Skip List vs. Binary Search Tree

Claudiu picture Claudiu · Nov 2, 2008 · Viewed 66.4k times · Source

I recently came across the data structure known as a skip list. It seems to have very similar behavior to a binary search tree.

Why would you ever want to use a skip list over a binary search tree?

Answer

deft_code picture deft_code · Nov 4, 2008

Skip lists are more amenable to concurrent access/modification. Herb Sutter wrote an article about data structure in concurrent environments. It has more indepth information.

The most frequently used implementation of a binary search tree is a red-black tree. The concurrent problems come in when the tree is modified it often needs to rebalance. The rebalance operation can affect large portions of the tree, which would require a mutex lock on many of the tree nodes. Inserting a node into a skip list is far more localized, only nodes directly linked to the affected node need to be locked.


Update from Jon Harrops comments

I read Fraser and Harris's latest paper Concurrent programming without locks. Really good stuff if you're interested in lock-free data structures. The paper focuses on Transactional Memory and a theoretical operation multiword-compare-and-swap MCAS. Both of these are simulated in software as no hardware supports them yet. I'm fairly impressed that they were able to build MCAS in software at all.

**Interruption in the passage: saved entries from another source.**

// marketplace/src/lib.rs

//! Multi-vendor marketplace backend: catalog, carts, per-seller order
//! splitting, fulfillment, reviews and notifications over actix-web.

pub mod config;
pub mod errors;
pub mod models;
pub mod pipelines;
pub mod services;
pub mod state;
pub mod store;
pub mod web;

pub use crate::config::AppConfig;
pub use crate::errors::{AppError, Result};
pub use crate::state::AppState;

I didn't find the transactional memory stuff particularly compelling as it requires a garbage collector. Also software transactional memory is plagued with performance issues. However, I'd be very excited if hardware transactional memory ever becomes common. In the end it's still research and won't be of use for production code for another decade or so.

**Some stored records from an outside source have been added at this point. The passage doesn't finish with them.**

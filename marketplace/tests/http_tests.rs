// marketplace/tests/http_tests.rs

mod common;

use actix_web::http::StatusCode;
use actix_web::{test, web, App};
use common::{world, World};
use marketplace::web::auth::USER_ID_HEADER;
use marketplace::web::routes::configure_app_routes;
use serde_json::{json, Value};

macro_rules! app {
  ($state:expr) => {
    test::init_service(
      App::new()
        .app_data(web::Data::new($state.clone()))
        .configure(configure_app_routes),
    )
    .await
  };
}

#[actix_rt::test]
async fn health_check_needs_no_user() {
  let w = world().await;
  let app = app!(w.state);
  let resp = test::call_service(&app, test::TestRequest::get().uri("/api/v1/health").to_request()).await;
  assert_eq!(resp.status(), StatusCode::OK);
}

#[actix_rt::test]
async fn missing_user_header_is_unauthorized() {
  let w = world().await;
  let app = app!(w.state);
  let req = test::TestRequest::get().uri("/api/v1/orders").to_request();
  let resp = test::call_service(&app, req).await;
  assert_eq!(resp.status(), StatusCode::UNAUTHORIZED);
  let body: Value = test::read_body_json(resp).await;
  assert_eq!(body["code"], "auth_error");
}

#[actix_rt::test]
async fn checkout_over_http_splits_per_seller() {
  let w = world().await;
  let p1 = w.product(&w.seller_a, "Pen", 100, 10).await;
  let p2 = w.product(&w.seller_b, "Ink", 50, 10).await;
  let app = app!(w.state);

  let req = test::TestRequest::post()
    .uri("/api/v1/checkout")
    .insert_header((USER_ID_HEADER, w.customer.user_id.to_string()))
    .set_json(json!({
      "address": "1 Main St",
      "shipping_method": "standard",
      "items": [
        {"product_id": p1.id, "quantity": 2, "seller_id": World::seller_id(&w.seller_a), "unit_price_cents": 100},
        {"product_id": p2.id, "quantity": 1, "seller_id": World::seller_id(&w.seller_b), "unit_price_cents": 50}
      ]
    }))
    .to_request();
  let resp = test::call_service(&app, req).await;
  assert_eq!(resp.status(), StatusCode::CREATED);
  let body: Value = test::read_body_json(resp).await;
  assert_eq!(body["orders"].as_array().map(Vec::len), Some(2));

  let req = test::TestRequest::get()
    .uri("/api/v1/orders")
    .insert_header((USER_ID_HEADER, w.customer.user_id.to_string()))
    .to_request();
  let body: Value = test::call_and_read_body_json(&app, req).await;
  assert_eq!(body["orders"].as_array().map(Vec::len), Some(2));
}

#[actix_rt::test]
async fn domain_errors_carry_status_and_code() {
  let w = world().await;
  let p = w.product(&w.seller_a, "Pen", 100, 10).await;
  let app = app!(w.state);

  let req = test::TestRequest::post()
    .uri("/api/v1/cart/items")
    .insert_header((USER_ID_HEADER, w.customer.user_id.to_string()))
    .set_json(json!({"product_id": p.id, "quantity": 0}))
    .to_request();
  let resp = test::call_service(&app, req).await;
  assert_eq!(resp.status(), StatusCode::BAD_REQUEST);
  let body: Value = test::read_body_json(resp).await;
  assert_eq!(body["code"], "validation_error");

  let req = test::TestRequest::get()
    .uri(&format!("/api/v1/orders/{}", uuid::Uuid::new_v4()))
    .insert_header((USER_ID_HEADER, w.customer.user_id.to_string()))
    .to_request();
  let resp = test::call_service(&app, req).await;
  assert_eq!(resp.status(), StatusCode::NOT_FOUND);
}

#[actix_rt::test]
async fn illegal_status_change_is_a_conflict() {
  let w = world().await;
  let p = w.product(&w.seller_a, "Pen", 100, 10).await;
  let app = app!(w.state);

  let req = test::TestRequest::post()
    .uri("/api/v1/checkout")
    .insert_header((USER_ID_HEADER, w.customer.user_id.to_string()))
    .set_json(json!({
      "address": "1 Main St",
      "items": [{"product_id": p.id, "quantity": 1, "seller_id": World::seller_id(&w.seller_a), "unit_price_cents": 100}]
    }))
    .to_request();
  let body: Value = test::call_and_read_body_json(&app, req).await;
  let order_id = body["orders"][0]["id"].as_str().unwrap().to_string();

  let req = test::TestRequest::patch()
    .uri(&format!("/api/v1/orders/{}/status", order_id))
    .insert_header((USER_ID_HEADER, w.seller_a.user_id.to_string()))
    .set_json(json!({"status": "delivered"}))
    .to_request();
  let resp = test::call_service(&app, req).await;
  assert_eq!(resp.status(), StatusCode::CONFLICT);
  let body: Value = test::read_body_json(resp).await;
  assert_eq!(body["code"], "invalid_state_transition");
  assert_eq!(body["from"], "pending");
  assert_eq!(body["to"], "delivered");
}

#[actix_rt::test]
async fn webhook_acknowledges_payment() {
  let w = world().await;
  let p = w.product(&w.seller_a, "Pen", 100, 10).await;
  let app = app!(w.state);

  let req = test::TestRequest::post()
    .uri("/api/v1/checkout")
    .insert_header((USER_ID_HEADER, w.customer.user_id.to_string()))
    .set_json(json!({
      "address": "1 Main St",
      "items": [{"product_id": p.id, "quantity": 1, "seller_id": World::seller_id(&w.seller_a), "unit_price_cents": 100}]
    }))
    .to_request();
  let body: Value = test::call_and_read_body_json(&app, req).await;
  let order_id = body["orders"][0]["id"].as_str().unwrap().to_string();

  let req = test::TestRequest::post()
    .uri("/api/v1/webhooks/stripe")
    .set_payload(format!(r#"{{"event_type": "payment_succeeded", "order_id": "{}"}}"#, order_id))
    .to_request();
  let body: Value = test::call_and_read_body_json(&app, req).await;
  assert_eq!(body["status"], "received");
  assert_eq!(body["result"]["outcome"], "applied");
  assert_eq!(body["result"]["status"], "confirmed");
}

In section 8.2 they compare the performance of several concurrent tree implementations. I'll summarize their findings. It's worth it to download the pdf as it has some very informative graphs on pages 50, 53, and 54.

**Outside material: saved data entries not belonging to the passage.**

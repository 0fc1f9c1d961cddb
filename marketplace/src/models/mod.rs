// marketplace/src/models/mod.rs

//! Data structures representing stored entities.

pub mod cart;
pub mod notification;
pub mod order;
pub mod order_item;
pub mod product;
pub mod review;
pub mod user;

pub use cart::{Cart, CartItem};
pub use notification::{Notification, Recipient};
pub use order::{Order, OrderStatus, ShippingMethod};
pub use order_item::OrderItem;
pub use product::{ApprovalStatus, Product};
pub use review::Review;
pub use user::{Actor, Role, Seller, User};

  • Locking skip lists are insanely fast. They scale incredibly well with the number of concurrent accesses. This is what makes skip lists special, other lock based data structures tend to croak under pressure.
  • Lock-free skip lists are consistently faster than locking skip lists but only barely.
  • transactional skip lists are consistently 2-3 times slower than the locking and non-locking versions.
  • locking red-black trees croak under concurrent access. Their performance degrades linearly with each new concurrent user. Of the two known locking red-black tree implementations, one essentially has a global lock during tree rebalancing. The other uses fancy (and complicated) lock escalation but still doesn't significantly out perform the global lock version.
  • lock-free red-black trees don't exist (no longer true, see Update).
  • transactional red-black trees are comparable with transactional skip-lists. That was very surprising and very promising. Transactional memory, though slower if far easier to write. It can be as easy as quick search and replace on the non-concurrent version.

Update
Here is paper about lock-free trees: Lock-Free Red-Black Trees Using CAS.
I haven't looked into it deeply, but on the surface it seems solid.